### RECORD EXCERPTS
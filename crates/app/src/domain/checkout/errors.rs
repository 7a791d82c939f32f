//! Checkout errors.

use thiserror::Error;

use crate::domain::{
    carts::records::CartUuid, customers::records::CustomerUuid, products::records::ProductUuid,
    restaurants::records::RestaurantUuid,
};

/// Failure reported by a [`CheckoutStore`](super::CheckoutStore) implementation.
#[derive(Debug, Error)]
pub enum StoreError {
    #[error("storage error")]
    Sql(#[from] sqlx::Error),

    #[error("storage unavailable: {0}")]
    Unavailable(String),
}

/// Coarse classification callers use to map failures onto their own responses.
#[derive(Debug, Clone, Copy, PartialEq, Eq, Hash)]
pub enum ErrorKind {
    InvalidInput,
    NotFound,
    Conflict,
    Internal,
}

/// Business rules that block turning a cart into an order.
#[derive(Debug, Clone, PartialEq, Eq, Error)]
pub enum CheckoutConflict {
    #[error("cart contains products from different restaurants, place an order from one restaurant")]
    MultipleRestaurants,

    #[error("cart is empty")]
    EmptyCart,

    #[error("restaurant «{name}» is closed, try during opening hours: {opening_hours}")]
    RestaurantClosed { name: String, opening_hours: String },
}

#[derive(Debug, Error)]
pub enum OrdersServiceError {
    #[error("{0} not provided")]
    InvalidInput(&'static str),

    #[error("customer {0} not found")]
    CustomerNotFound(CustomerUuid),

    #[error("customer not found for cart {0}")]
    CartCustomerNotFound(CartUuid),

    #[error("cart {0} not found")]
    CartNotFound(CartUuid),

    #[error("product {0} not found")]
    ProductNotFound(ProductUuid),

    #[error("restaurant {0} not found")]
    RestaurantNotFound(RestaurantUuid),

    #[error(transparent)]
    Conflict(#[from] CheckoutConflict),

    #[error("unable to add item to cart")]
    LineNotSaved,

    #[error("order not saved")]
    OrderNotSaved,

    #[error("order not saved")]
    OrderPersistence(#[source] StoreError),

    #[error("storage error")]
    Store(#[source] StoreError),
}

impl OrdersServiceError {
    #[must_use]
    pub fn kind(&self) -> ErrorKind {
        match self {
            Self::InvalidInput(_) => ErrorKind::InvalidInput,
            Self::CustomerNotFound(_)
            | Self::CartCustomerNotFound(_)
            | Self::CartNotFound(_)
            | Self::ProductNotFound(_)
            | Self::RestaurantNotFound(_) => ErrorKind::NotFound,
            Self::Conflict(_) => ErrorKind::Conflict,
            Self::LineNotSaved
            | Self::OrderNotSaved
            | Self::OrderPersistence(_)
            | Self::Store(_) => ErrorKind::Internal,
        }
    }
}

impl From<StoreError> for OrdersServiceError {
    fn from(error: StoreError) -> Self {
        Self::Store(error)
    }
}

impl From<sqlx::Error> for OrdersServiceError {
    fn from(error: sqlx::Error) -> Self {
        Self::Store(StoreError::Sql(error))
    }
}
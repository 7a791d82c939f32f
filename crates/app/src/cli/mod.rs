use clap::{Args, Parser, Subcommand};
use tiffin_app::context::AppContext;

mod cart;
mod db;
mod logging;
mod order;

#[derive(Debug, Parser)]
#[command(name = "tiffin-app", about = "Tiffin cart and order CLI", long_about = None)]
pub(crate) struct Cli {
    #[command(flatten)]
    logging: logging::LoggingConfig,

    #[command(subcommand)]
    command: Commands,
}

#[derive(Debug, Subcommand)]
enum Commands {
    Cart(cart::CartCommand),
    Order(order::OrderCommand),
    Db(db::DbCommand),
}

/// Connection settings shared by every command that talks to the store.
#[derive(Debug, Args)]
pub(crate) struct DatabaseArgs {
    /// PostgreSQL connection string
    #[arg(long, env = "DATABASE_URL", hide_env_values = true)]
    pub(crate) database_url: String,
}

impl DatabaseArgs {
    pub(crate) async fn context(&self) -> Result<AppContext, String> {
        AppContext::from_database_url(&self.database_url)
            .await
            .map_err(|error| format!("failed to connect to database: {error}"))
    }
}

pub(crate) fn output_error(error: std::io::Error) -> String {
    format!("failed to write output: {error}")
}

impl Cli {
    pub(crate) async fn run(self) -> Result<(), String> {
        logging::init(&self.logging)?;

        match self.command {
            Commands::Cart(command) => cart::run(command).await,
            Commands::Order(command) => order::run(command).await,
            Commands::Db(command) => db::run(command).await,
        }
    }
}
//! Database connection management

use sqlx::{PgPool, Postgres, Transaction, migrate::MigrateError};

#[derive(Debug, Clone)]
pub struct Db {
    pool: PgPool,
}

impl Db {
    #[must_use]
    pub fn new(pool: PgPool) -> Self {
        Self { pool }
    }

    /// Begin a transaction on the shared pool.
    ///
    /// # Errors
    ///
    /// Returns an error when no connection can be acquired or `BEGIN` fails.
    pub async fn begin_transaction(&self) -> Result<Transaction<'static, Postgres>, sqlx::Error> {
        self.pool.begin().await
    }

    #[must_use]
    pub fn pool(&self) -> &PgPool {
        &self.pool
    }
}

/// Connect to `PostgreSQL`.
///
/// # Errors
///
/// Returns an error if the connection cannot be established.
pub async fn connect(database_url: &str) -> Result<PgPool, sqlx::Error> {
    PgPool::connect(database_url).await
}

/// Apply the embedded schema migrations.
///
/// # Errors
///
/// Returns an error if a migration fails or the applied history is inconsistent.
pub async fn migrate(pool: &PgPool) -> Result<(), MigrateError> {
    sqlx::migrate!("../../migrations").run(pool).await
}
#[async_trait]
impl<S: CheckoutStore> OrderAssembler for CheckoutService<S> {
    #[tracing::instrument(
        name = "orders.service.add_line_item",
        skip(self),
        fields(customer_uuid = %customer, product_uuid = %product),
        err
    )]
    async fn add_line_item(
        &self,
        customer: CustomerUuid,
        product: ProductUuid,
    ) -> Result<CartLine, OrdersServiceError> {
        let customer = require(customer, "customer")?;
        let product = require(product, "product")?;

        let mut unit = self.store.begin().await?;

        let customer = unit
            .customer(customer)
            .await?
            .ok_or(OrdersServiceError::CustomerNotFound(customer))?;

        let product = unit
            .product(product)
            .await?
            .ok_or(OrdersServiceError::ProductNotFound(product))?;

        unit.restaurant(product.restaurant_uuid)
            .await?
            .ok_or(OrdersServiceError::RestaurantNotFound(
                product.restaurant_uuid,
            ))?;

        unit.lock_cart(customer.cart_uuid)
            .await?
            .ok_or(OrdersServiceError::CartNotFound(customer.cart_uuid))?;

        let line = unit
            .increment_line(NewCartLine {
                uuid: CartLineUuid::new(),
                cart_uuid: customer.cart_uuid,
                product_uuid: product.uuid,
                created_at: Timestamp::now(),
            })
            .await?
            .ok_or(OrdersServiceError::LineNotSaved)?;

        unit.commit().await?;

        debug!(
            cart_uuid = %line.cart_uuid,
            quantity = line.quantity,
            "added product to cart"
        );

        Ok(line.into())
    }

    #[tracing::instrument(
        name = "orders.service.clear_cart",
        skip(self),
        fields(cart_uuid = %cart),
        err
    )]
    async fn clear_cart(&self, cart: CartUuid) -> Result<(), OrdersServiceError> {
        let cart = require(cart, "cart")?;

        let mut unit = self.store.begin().await?;

        if unit.lock_cart(cart).await?.is_none() {
            debug!("cart does not exist, nothing to clear");

            return Ok(());
        }

        let removed = unit.clear_lines(cart).await?;

        unit.commit().await?;

        debug!(removed, "cleared cart");

        Ok(())
    }

    #[tracing::instrument(
        name = "orders.service.cart_lines",
        skip(self),
        fields(cart_uuid = %cart),
        err
    )]
    async fn cart_lines(&self, cart: CartUuid) -> Result<Vec<CartLine>, OrdersServiceError> {
        Ok(self.customer_by_cart(cart).await?.cart.lines)
    }

    #[tracing::instrument(
        name = "orders.service.cart_total",
        skip(self),
        fields(cart_uuid = %cart),
        err
    )]
    async fn cart_total(&self, cart: CartUuid) -> Result<Decimal, OrdersServiceError> {
        Ok(self.customer_by_cart(cart).await?.cart.total())
    }

    #[tracing::instrument(
        name = "orders.service.cart_item_count",
        skip(self),
        fields(cart_uuid = %cart),
        err
    )]
    async fn cart_item_count(&self, cart: CartUuid) -> Result<u64, OrdersServiceError> {
        Ok(self.customer_by_cart(cart).await?.cart.item_count())
    }

    #[tracing::instrument(
        name = "orders.service.customer",
        skip(self),
        fields(customer_uuid = %customer),
        err
    )]
    async fn customer(&self, customer: CustomerUuid) -> Result<Customer, OrdersServiceError> {
        let customer = require(customer, "customer")?;

        let mut unit = self.store.begin().await?;

        let record = unit
            .customer(customer)
            .await?
            .ok_or(OrdersServiceError::CustomerNotFound(customer))?;

        let customer = load_customer(&mut *unit, record).await?;

        unit.commit().await?;

        Ok(customer)
    }

    #[tracing::instrument(
        name = "orders.service.customer_by_cart",
        skip(self),
        fields(cart_uuid = %cart),
        err
    )]
    async fn customer_by_cart(&self, cart: CartUuid) -> Result<Customer, OrdersServiceError> {
        let cart = require(cart, "cart")?;

        let mut unit = self.store.begin().await?;

        let record = find_cart_owner(&mut *unit, cart).await?;
        let customer = load_customer(&mut *unit, record).await?;

        unit.commit().await?;

        Ok(customer)
    }

    #[tracing::instrument(
        name = "orders.service.create_order",
        skip(self),
        fields(
            customer_uuid = %customer,
            restaurant_uuid = tracing::field::Empty,
            line_count = tracing::field::Empty
        ),
        err
    )]
    async fn create_order(&self, customer: CustomerUuid) -> Result<Order, OrdersServiceError> {
        let customer = require(customer, "customer")?;

        let mut unit = self.store.begin().await?;

        let customer = unit
            .customer(customer)
            .await?
            .ok_or(OrdersServiceError::CustomerNotFound(customer))?;

        let cart = unit
            .lock_cart(customer.cart_uuid)
            .await?
            .ok_or(OrdersServiceError::CartNotFound(customer.cart_uuid))?;

        let lines = unit.cart_lines(cart.uuid).await?;
        let cart = Cart::from_records(cart, lines);

        let span = tracing::Span::current();

        span.record("line_count", cart.lines.len());

        let restaurant_uuid = single_restaurant(&cart)?;

        span.record("restaurant_uuid", tracing::field::display(restaurant_uuid));

        let restaurant: Restaurant = unit
            .restaurant(restaurant_uuid)
            .await?
            .ok_or(OrdersServiceError::RestaurantNotFound(restaurant_uuid))?
            .into();

        ensure_open(&restaurant)?;

        let order = NewOrder {
            uuid: OrderUuid::new(),
            customer_uuid: customer.uuid,
            restaurant_uuid,
            delivery_address: customer.address,
            postal_code: customer.postal_code,
            total_amount: cart.total(),
            status: OrderStatus::Created,
            created_at: Timestamp::now(),
        };

        let order = unit
            .insert_order(order)
            .await
            .map_err(OrdersServiceError::OrderPersistence)?
            .ok_or(OrdersServiceError::OrderNotSaved)?;

        unit.clear_lines(cart.uuid).await?;

        unit.commit().await?;

        info!(
            order_uuid = %order.uuid,
            total_amount = %order.total_amount,
            "created order"
        );

        Ok(order.into())
    }
}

### GOAL OF THE EXERCISE
Taking the entries from their first line through the line with "pub enum StoreError", inclusive, restate each line word for word and give nothing else.

### YOUR SOLUTION
filename crates/app/src/domain/checkout/errors.rs
repository 7a791d82c939f32f
//! Checkout errors.

use thiserror::Error;

use crate::domain::{
    carts::records::CartUuid, customers::records::CustomerUuid, products::records::ProductUuid,
    restaurants::records::RestaurantUuid,
};

/// Failure reported by a [`CheckoutStore`](super::CheckoutStore) implementation.
#[derive(Debug, Error)]
pub enum StoreError {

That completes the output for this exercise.